Involving parents

Get parents and carers involved in the world of guiding

Many parents and carers tell us they'd love to help with Girlguiding if they were asked.

Parents and carers have all sorts of skills that could make a trip or meeting extra exciting, or simply make your role as a volunteer easier. And of course, the more help you have the more girls can join your unit.

Who better to ask for help than the people who see first hand how much Girlguiding benefits girls? When girls get back from unit meetings and camps, it's their parents and carers who see how excited they are. That means we're already half way to getting them onboard.

Ways to get parents and carers involved

There are lots of ways you can work with parents to make your role as a volunteer easier. Here are a few things that other units have tried and tested: 

Start a parent rota

Rotas are a great way to open up your unit to parent and carer helpers. Don’t forget, it’s not just mums who can be involved but dads, aunts, granddads, carers and older siblings too! 

  1. To know if any parents and carers with girls in your unit are interested in helping out, you can send them an email to ask if anyone would like to lend a hand. Be sure to share what’s coming up in your unit so they know if it’s something they’ll be able to support you with.  
  2. If you receive interest, you can create a rota with 1 or 2 dates given to each parent per term.
  3. Keep in touch and remind them to come along nearer the time. 

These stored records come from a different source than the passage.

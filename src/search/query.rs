//! Compiled search queries.
//!
//! [`SpatialQuery::compile`] validates [`SearchParams`] once; the engine only
//! ever sees well-formed filters.

use std::{fmt::Display, str::FromStr};

use chrono::{DateTime, Utc};
use geo::{Geometry, Relate, relate::IntersectionMatrix};
use thiserror::Error;

use super::params::SearchParams;
use crate::{
    geometry::codec::{self, GeometryParseError},
    models::spatial::SpatialKind,
};

#[derive(Debug, Error)]
pub enum QueryError {
    #[error("invalid query geometry: {0}")]
    Geometry(#[from] GeometryParseError),
    #[error("unknown predicate `{0}`")]
    UnknownPredicate(String),
    #[error("relates pattern `{0}` must be exactly 9 characters from T, F, *, 0, 1, 2")]
    InvalidPattern(String),
    #[error("`predicate` and `relates` cannot be combined")]
    ConflictingRelation,
    #[error("`{0}` requires a query geometry `q`")]
    MissingGeometry(&'static str),
    #[error("invalid `{field}` range: min {min} is greater than max {max}")]
    InvalidRange {
        field: &'static str,
        min: String,
        max: String,
    },
    #[error("`{0}` must not be negative")]
    Negative(&'static str),
    #[error("unknown datatype `{0}`, expected `raster` or `geometry`")]
    UnknownDatatype(String),
}

/// Named topological predicates, evaluated as `predicate(catalog, query)`.
#[derive(Debug, Clone, Copy, PartialEq, Eq)]
pub enum Predicate {
    Intersects,
    Contains,
    Within,
    Crosses,
    Overlaps,
    Touches,
    Disjoint,
    Equals,
    Covers,
    CoveredBy,
}

impl FromStr for Predicate {
    type Err = QueryError;

    fn from_str(s: &str) -> Result<Self, Self::Err> {
        Ok(match s.to_ascii_lowercase().as_str() {
            "intersects" => Self::Intersects,
            "contains" => Self::Contains,
            "within" => Self::Within,
            "crosses" => Self::Crosses,
            "overlaps" => Self::Overlaps,
            "touches" => Self::Touches,
            "disjoint" => Self::Disjoint,
            "equals" => Self::Equals,
            "covers" => Self::Covers,
            "coveredby" | "covered_by" => Self::CoveredBy,
            _ => return Err(QueryError::UnknownPredicate(s.to_string())),
        })
    }
}

impl Predicate {
    pub fn evaluate(&self, matrix: &IntersectionMatrix) -> bool {
        match self {
            Self::Intersects => matrix.is_intersects(),
            Self::Contains => matrix.is_contains(),
            Self::Within => matrix.is_within(),
            Self::Crosses => matrix.is_crosses(),
            Self::Overlaps => matrix.is_overlaps(),
            Self::Touches => matrix.is_touches(),
            Self::Disjoint => matrix.is_disjoint(),
            Self::Equals => matrix.is_equal_topo(),
            Self::Covers => matrix.is_covers(),
            Self::CoveredBy => matrix.is_coveredby(),
        }
    }
}

/// A validated 9-character DE-9IM pattern.
#[derive(Debug, Clone, PartialEq, Eq)]
pub struct De9im(String);

impl De9im {
    pub fn parse(pattern: &str) -> Result<Self, QueryError> {
        let valid = pattern.chars().count() == 9
            && pattern
                .chars()
                .all(|c| matches!(c, 'T' | 'F' | '*' | '0' | '1' | '2' | 't' | 'f'));
        if !valid {
            return Err(QueryError::InvalidPattern(pattern.to_string()));
        }
        Ok(Self(pattern.to_ascii_uppercase()))
    }

    pub fn evaluate(&self, matrix: &IntersectionMatrix) -> bool {
        matrix.matches(&self.0).unwrap_or(false)
    }

    /// True when every match must share at least one point with the query:
    /// one of the interior/boundary cells demands a non-empty intersection.
    fn requires_intersection(&self) -> bool {
        self.0
            .char_indices()
            .filter(|(i, _)| matches!(i, 0 | 1 | 3 | 4))
            .any(|(_, c)| c != 'F' && c != '*')
    }
}

/// How catalog footprints must relate to the query geometry.
#[derive(Debug, Clone, PartialEq, Eq)]
pub enum Relation {
    Named(Predicate),
    Pattern(De9im),
}

impl Relation {
    pub fn evaluate(&self, catalog: &Geometry<f64>, query: &Geometry<f64>) -> bool {
        let matrix = catalog.relate(query);
        match self {
            Self::Named(predicate) => predicate.evaluate(&matrix),
            Self::Pattern(pattern) => pattern.evaluate(&matrix),
        }
    }

    /// Whether a match implies intersecting bounding boxes, which lets the
    /// bounding box index prefilter candidates.
    pub fn implies_intersection(&self) -> bool {
        match self {
            Self::Named(predicate) => *predicate != Predicate::Disjoint,
            Self::Pattern(pattern) => pattern.requires_intersection(),
        }
    }
}

/// Inclusive range; either bound may be open.
#[derive(Debug, Clone, Copy, PartialEq)]
pub struct Range<T> {
    pub min: Option<T>,
    pub max: Option<T>,
}

impl<T: PartialOrd + Display + Copy> Range<T> {
    /// `None` when neither bound is given.
    pub fn new(
        field: &'static str,
        min: Option<T>,
        max: Option<T>,
    ) -> Result<Option<Self>, QueryError> {
        if let (Some(lo), Some(hi)) = (min, max) {
            if lo > hi {
                return Err(QueryError::InvalidRange {
                    field,
                    min: lo.to_string(),
                    max: hi.to_string(),
                });
            }
        }
        if min.is_none() && max.is_none() {
            return Ok(None);
        }
        Ok(Some(Self { min, max }))
    }

    pub fn contains(&self, value: T) -> bool {
        self.min.is_none_or(|lo| value >= lo) && self.max.is_none_or(|hi| value <= hi)
    }
}

/// A validated search over the catalog.
#[derive(Debug, Clone)]
pub struct SpatialQuery {
    pub geometry: Option<Geometry<f64>>,
    pub relation: Option<Relation>,
    /// Metres from the query geometry.
    pub distance: Option<Range<f64>>,
    pub acquired: Option<Range<DateTime<Utc>>>,
    pub created: Option<Range<DateTime<Utc>>>,
    pub modified: Option<Range<DateTime<Utc>>>,
    pub datatype: Option<SpatialKind>,
    pub instrumentation: Option<String>,
    pub num_bands: Option<Range<i64>>,
    pub resolution: Option<Range<f64>>,
    pub cloud_cover: Option<Range<f64>>,
    pub frame_rate: Option<Range<f64>>,
    pub limit: Option<u32>,
    pub offset: u32,
}

impl SpatialQuery {
    /// Validate and normalise wire parameters.
    ///
    /// A query geometry without `predicate`, `relates` or distance bounds
    /// selects records intersecting it.
    pub fn compile(params: &SearchParams) -> Result<Self, QueryError> {
        let geometry = params
            .q
            .as_deref()
            .filter(|q| !q.trim().is_empty())
            .map(codec::parse_geometry)
            .transpose()?;

        let relation = match (params.predicate.as_deref(), params.relates.as_deref()) {
            (Some(_), Some(_)) => return Err(QueryError::ConflictingRelation),
            (Some(name), None) => Some(Relation::Named(name.parse()?)),
            (None, Some(pattern)) => Some(Relation::Pattern(De9im::parse(pattern)?)),
            (None, None) => None,
        };

        for (field, value) in [
            ("distance_min", params.distance_min),
            ("distance_max", params.distance_max),
        ] {
            if value.is_some_and(|v| v < 0.0) {
                return Err(QueryError::Negative(field));
            }
        }
        let distance = Range::new("distance", params.distance_min, params.distance_max)?;

        if geometry.is_none() {
            if relation.is_some() {
                let field = if params.relates.is_some() { "relates" } else { "predicate" };
                return Err(QueryError::MissingGeometry(field));
            }
            if distance.is_some() {
                return Err(QueryError::MissingGeometry("distance"));
            }
        }
        let relation = match relation {
            None if geometry.is_some() && distance.is_none() => {
                Some(Relation::Named(Predicate::Intersects))
            }
            other => other,
        };

        let datatype = params
            .datatype
            .as_deref()
            .map(|d| match d.to_ascii_lowercase().as_str() {
                "raster" => Ok(SpatialKind::Raster),
                "geometry" => Ok(SpatialKind::Geometry),
                _ => Err(QueryError::UnknownDatatype(d.to_string())),
            })
            .transpose()?;

        Ok(Self {
            geometry,
            relation,
            distance,
            acquired: Range::new("acquired", params.acquired_after, params.acquired_before)?,
            created: Range::new("created", params.created_after, params.created_before)?,
            modified: Range::new("modified", params.modified_after, params.modified_before)?,
            datatype,
            instrumentation: params.instrumentation.clone(),
            num_bands: Range::new("num_bands", params.num_bands_min, params.num_bands_max)?,
            resolution: Range::new("resolution", params.resolution_min, params.resolution_max)?,
            cloud_cover: Range::new(
                "cloud_cover",
                params.cloud_cover_min,
                params.cloud_cover_max,
            )?,
            frame_rate: Range::new("frame_rate", params.frame_rate_min, params.frame_rate_max)?,
            limit: params.limit,
            offset: params.offset.unwrap_or(0),
        })
    }

    /// Whether matches need geometric refinement beyond what SQL can decide.
    pub fn needs_refinement(&self) -> bool {
        self.geometry.is_some() && (self.relation.is_some() || self.distance.is_some())
    }
}

#[cfg(test)]
mod tests {
    use super::*;
    use geo::{Point, polygon};

    fn params() -> SearchParams {
        SearchParams::default()
    }

    #[test]
    fn test_relates_must_be_nine_characters() {
        let short = SearchParams {
            q: Some("POINT(0 0)".into()),
            relates: Some("T*F**F**".into()),
            ..params()
        };
        assert!(matches!(
            SpatialQuery::compile(&short),
            Err(QueryError::InvalidPattern(_))
        ));

        let long = SearchParams {
            relates: Some("T*F**F***F".into()),
            ..short.clone()
        };
        assert!(matches!(
            SpatialQuery::compile(&long),
            Err(QueryError::InvalidPattern(_))
        ));

        let alphabet = SearchParams {
            relates: Some("T*F**F*X*".into()),
            ..short.clone()
        };
        assert!(SpatialQuery::compile(&alphabet).is_err());

        let ok = SearchParams {
            relates: Some("T*F**F***".into()),
            ..short
        };
        let query = SpatialQuery::compile(&ok).unwrap();
        assert!(matches!(query.relation, Some(Relation::Pattern(_))));
    }

    #[test]
    fn test_range_bounds_are_inclusive_and_open() {
        let upper = Range::new("num_bands", None, Some(5)).unwrap().unwrap();
        assert!(upper.contains(5) && upper.contains(-3) && !upper.contains(6));

        let lower = Range::new("num_bands", Some(2), None).unwrap().unwrap();
        assert!(lower.contains(2) && lower.contains(100) && !lower.contains(1));

        let both = Range::new("num_bands", Some(2), Some(5)).unwrap().unwrap();
        assert!(both.contains(2) && both.contains(5) && !both.contains(6) && !both.contains(1));

        assert!(Range::<i64>::new("num_bands", None, None).unwrap().is_none());
    }

    #[test]
    fn test_inverted_range_is_rejected() {
        let bad = SearchParams {
            cloud_cover_min: Some(50.0),
            cloud_cover_max: Some(10.0),
            ..params()
        };
        match SpatialQuery::compile(&bad) {
            Err(QueryError::InvalidRange { field, .. }) => assert_eq!(field, "cloud_cover"),
            other => panic!("unexpected {other:?}"),
        }
    }

    #[test]
    fn test_geometry_defaults_to_intersects() {
        let query = SpatialQuery::compile(&SearchParams {
            q: Some(r#"{"type":"Point","coordinates":[1.0,2.0]}"#.into()),
            ..params()
        })
        .unwrap();
        assert_eq!(query.relation, Some(Relation::Named(Predicate::Intersects)));
        assert!(query.needs_refinement());

        let near = SpatialQuery::compile(&SearchParams {
            q: Some("POINT(1 2)".into()),
            distance_max: Some(1000.0),
            ..params()
        })
        .unwrap();
        assert!(near.relation.is_none());
    }

    #[test]
    fn test_filters_without_geometry_are_rejected() {
        for bad in [
            SearchParams { predicate: Some("within".into()), ..params() },
            SearchParams { distance_max: Some(10.0), ..params() },
        ] {
            assert!(matches!(
                SpatialQuery::compile(&bad),
                Err(QueryError::MissingGeometry(_))
            ));
        }
        assert!(matches!(
            SpatialQuery::compile(&SearchParams { q: Some("POLYGON((0 0".into()), ..params() }),
            Err(QueryError::Geometry(_))
        ));
        assert!(matches!(
            SpatialQuery::compile(&SearchParams { datatype: Some("video".into()), ..params() }),
            Err(QueryError::UnknownDatatype(_))
        ));
        assert!(matches!(
            SpatialQuery::compile(&SearchParams { predicate: Some("near".into()), q: Some("POINT(0 0)".into()), ..params() }),
            Err(QueryError::UnknownPredicate(_))
        ));
    }

    #[test]
    fn test_relations_evaluate_catalog_against_query() {
        let footprint: Geometry<f64> = polygon![
            (x: 0.0, y: 0.0), (x: 4.0, y: 0.0), (x: 4.0, y: 4.0), (x: 0.0, y: 4.0), (x: 0.0, y: 0.0)
        ]
        .into();
        let inside: Geometry<f64> = Point::new(1.0, 1.0).into();
        let outside: Geometry<f64> = Point::new(9.0, 9.0).into();

        let contains = Relation::Named(Predicate::Contains);
        assert!(contains.evaluate(&footprint, &inside));
        assert!(!contains.evaluate(&footprint, &outside));
        assert!(Relation::Named(Predicate::Disjoint).evaluate(&footprint, &outside));
        assert!(!Relation::Named(Predicate::Disjoint).implies_intersection());

        let pattern = Relation::Pattern(De9im::parse("T*****FF*").unwrap());
        assert!(pattern.evaluate(&footprint, &inside));
        assert!(pattern.implies_intersection());
        assert!(!Relation::Pattern(De9im::parse("FF*FF****").unwrap()).implies_intersection());
    }
}
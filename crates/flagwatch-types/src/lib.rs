//! Shared type definitions for the Flagwatch service.
//!
//! This crate is the single source of truth for the types used across the
//! Flagwatch workspace. Types defined here flow downstream to `TypeScript`
//! via `ts-rs` for the dashboard.
//!
//! # Modules
//!
//! - [`series`] -- The closed enumeration of tracked flag series
//! - [`event`] -- History events, current-flag rows, and snapshots

pub mod event;
pub mod series;

// Re-export all public types at crate root for convenience.
pub use event::{CurrentFlag, HistoryEvent, HistoryEventType, NewEvent, Snapshot};
pub use series::{Series, UnknownSeriesError};
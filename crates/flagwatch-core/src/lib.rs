//! Snapshot diffing and event-history engine for Flagwatch.
//!
//! Given a fresh snapshot of flag values for a series, this crate computes
//! the minimal set of change events against the last known state, hands
//! them to the store as a single atomic unit, and keeps at most one diff
//! in flight per series.
//!
//! # Architecture
//!
//! ```text
//! Ingestor (per-series guard)
//!     |
//!     +-- SnapshotSource::fetch ----> upstream flag endpoint (HTTP)
//!     +-- FlagStore::read_state ----> flag_state table (prior state)
//!     +-- diff ---------------------> pure comparison, zero I/O
//!     +-- FlagStore::apply_diff ----> flag_state + history, one transaction
//! ```
//!
//! The query side ([`FlagStore::current_flags`], [`FlagStore::history`])
//! reads from the same store independently of ingestion.
//!
//! # Modules
//!
//! - [`diff`] -- Pure snapshot comparison
//! - [`fetch`] -- Upstream snapshot retrieval collaborator
//! - [`store`] -- Persistence collaborator trait and errors
//! - [`ingest`] -- Ingestion orchestration and the refresh scheduler
//! - [`config`] -- Typed YAML configuration

pub mod config;
pub mod diff;
pub mod fetch;
pub mod ingest;
pub mod store;

// Re-export primary types for convenience.
pub use config::{ConfigError, ServiceConfig};
pub use diff::{diff, DiffOutcome};
pub use fetch::{FetchError, HttpSnapshotSource, SnapshotSource};
pub use ingest::{IngestError, IngestReport, Ingestor};
pub use store::{FlagStore, HistoryFilter, StoreError, HISTORY_PAGE_SIZE};
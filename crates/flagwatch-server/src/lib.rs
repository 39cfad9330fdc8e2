//! HTTP API server (Axum) for the Flagwatch service.
//!
//! Exposes the two read operations of the engine -- current flags per
//! series and the history feed -- plus the caller-initiated refresh
//! (`fresh=true`), over a small REST surface with CORS enabled for the
//! dashboard.
//!
//! # Modules
//!
//! - [`router`] -- Route table assembly
//! - [`handlers`] -- Endpoint handlers
//! - [`state`] -- Shared application state
//! - [`error`] -- HTTP error mapping
//! - [`server`] -- TCP bind and serve lifecycle

pub mod error;
pub mod handlers;
pub mod router;
pub mod server;
pub mod state;
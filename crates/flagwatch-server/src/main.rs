//! Flagwatch server binary.
//!
//! Wires together the configuration, the `PostgreSQL` store, the upstream
//! snapshot source, the ingestor, and the HTTP API.
//!
//! # Startup Sequence
//!
//! 1. Load configuration from `flagwatch-config.yaml` (defaults if absent)
//! 2. Initialize structured logging (tracing)
//! 3. Connect to `PostgreSQL` and run migrations
//! 4. Build the ingestor (HTTP snapshot source + store)
//! 5. Spawn the refresh scheduler on a background task
//! 6. Serve the HTTP API until terminated

use std::path::Path;
use std::sync::Arc;

use flagwatch_core::config::ServiceConfig;
use flagwatch_core::fetch::HttpSnapshotSource;
use flagwatch_core::ingest::{run_scheduler, Ingestor};
use flagwatch_core::store::FlagStore;
use flagwatch_db::{PgFlagStore, PostgresConfig, PostgresPool};
use flagwatch_server::server::{start_server, ServerConfig};
use flagwatch_server::state::AppState;
use tracing::info;
use tracing_subscriber::EnvFilter;

/// Default configuration file path, overridable via `FLAGWATCH_CONFIG`.
const DEFAULT_CONFIG_PATH: &str = "flagwatch-config.yaml";

#[tokio::main]
async fn main() -> Result<(), Box<dyn std::error::Error>> {
    // 1. Load configuration.
    let config_path =
        std::env::var("FLAGWATCH_CONFIG").unwrap_or_else(|_| String::from(DEFAULT_CONFIG_PATH));
    let config = if Path::new(&config_path).exists() {
        ServiceConfig::from_file(Path::new(&config_path))?
    } else {
        ServiceConfig::default()
    };

    // 2. Initialize structured logging.
    tracing_subscriber::fmt()
        .with_env_filter(
            EnvFilter::try_from_default_env()
                .unwrap_or_else(|_| EnvFilter::new(config.logging.level.clone())),
        )
        .with_target(true)
        .init();

    info!(config_path = config_path.as_str(), "flagwatch-server starting");
    info!(
        upstream = config.upstream.base_url.as_str(),
        interval_secs = config.ingest.interval_secs,
        on_start = config.ingest.on_start,
        "Configuration loaded"
    );

    // 3. Connect to PostgreSQL and run migrations.
    let pg_config = PostgresConfig::new(&config.infrastructure.database_url)
        .with_max_connections(config.infrastructure.max_connections);
    let pool = PostgresPool::connect(&pg_config).await?;
    pool.run_migrations().await?;

    // 4. Build the ingestor.
    let store: Arc<dyn FlagStore> = Arc::new(PgFlagStore::new(pool.pool().clone()));
    let source = Arc::new(HttpSnapshotSource::new(&config.upstream)?);
    let ingestor = Arc::new(Ingestor::new(source, Arc::clone(&store)));

    // 5. Spawn the refresh scheduler.
    let scheduler_handle = tokio::spawn(run_scheduler(
        Arc::clone(&ingestor),
        config.ingest.clone(),
    ));
    info!("Refresh scheduler spawned on background task");

    // 6. Serve the HTTP API.
    let state = Arc::new(AppState::new(
        store,
        ingestor,
        config.ingest.interval_secs,
    ));
    let server_config = ServerConfig {
        host: config.infrastructure.server_host.clone(),
        port: config.infrastructure.server_port,
    };

    let result = start_server(&server_config, state).await;

    scheduler_handle.abort();
    pool.close().await;

    result?;
    Ok(())
}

All parents, carers and family members who choose to help with a unit should read the unit safeguarding guidelines so make sure you send them out in an email. It’s important all parents and carers who help are always supervised by a recognised volunteer in your unit. 

Remember, anyone who helps out more than twice per term needs to register to become a volunteer as this would be considered a formal volunteer role that needs to complete the necessary recruitment and vetting checks. 

If a parent or carer is attending every week to support a young member with additional needs they should register as an individual support unit helper. This will take them through the same recruitment checks, get them set up on GO and it’ll will also mean they receive newsletters and other volunteer information. 

Use their skills and interests

Find out if parents have skills or interests that could help. They could teach first aid, play an instrument or review accounts. If they have an interesting job, such as being a police officer or working with animals, they could talk to the unit about it or help with an activity. Tell them about all the different volunteer roles, including those not working directly with girls. You can also involve parents and carers in a one-off event, adventure activity or residential. 

Remember that some of this information might be captured in the volunteering section of their child’s new starter form. 

Help parents understand more about guiding

If you haven’t got many parents and carers interested in volunteering, you may need to help them understand more about guiding. Invite them to join in at the end of meetings so they understand what you do. 

Keep them up-to-date with your meeting plans and always invite them to special events such as Promise ceremonies in advance. And take the time to chat and tell them why you love volunteering for Girlguiding. If visitors are attending meetings who aren’t parents, carers or family members, you should check our guidance on including external visitors. 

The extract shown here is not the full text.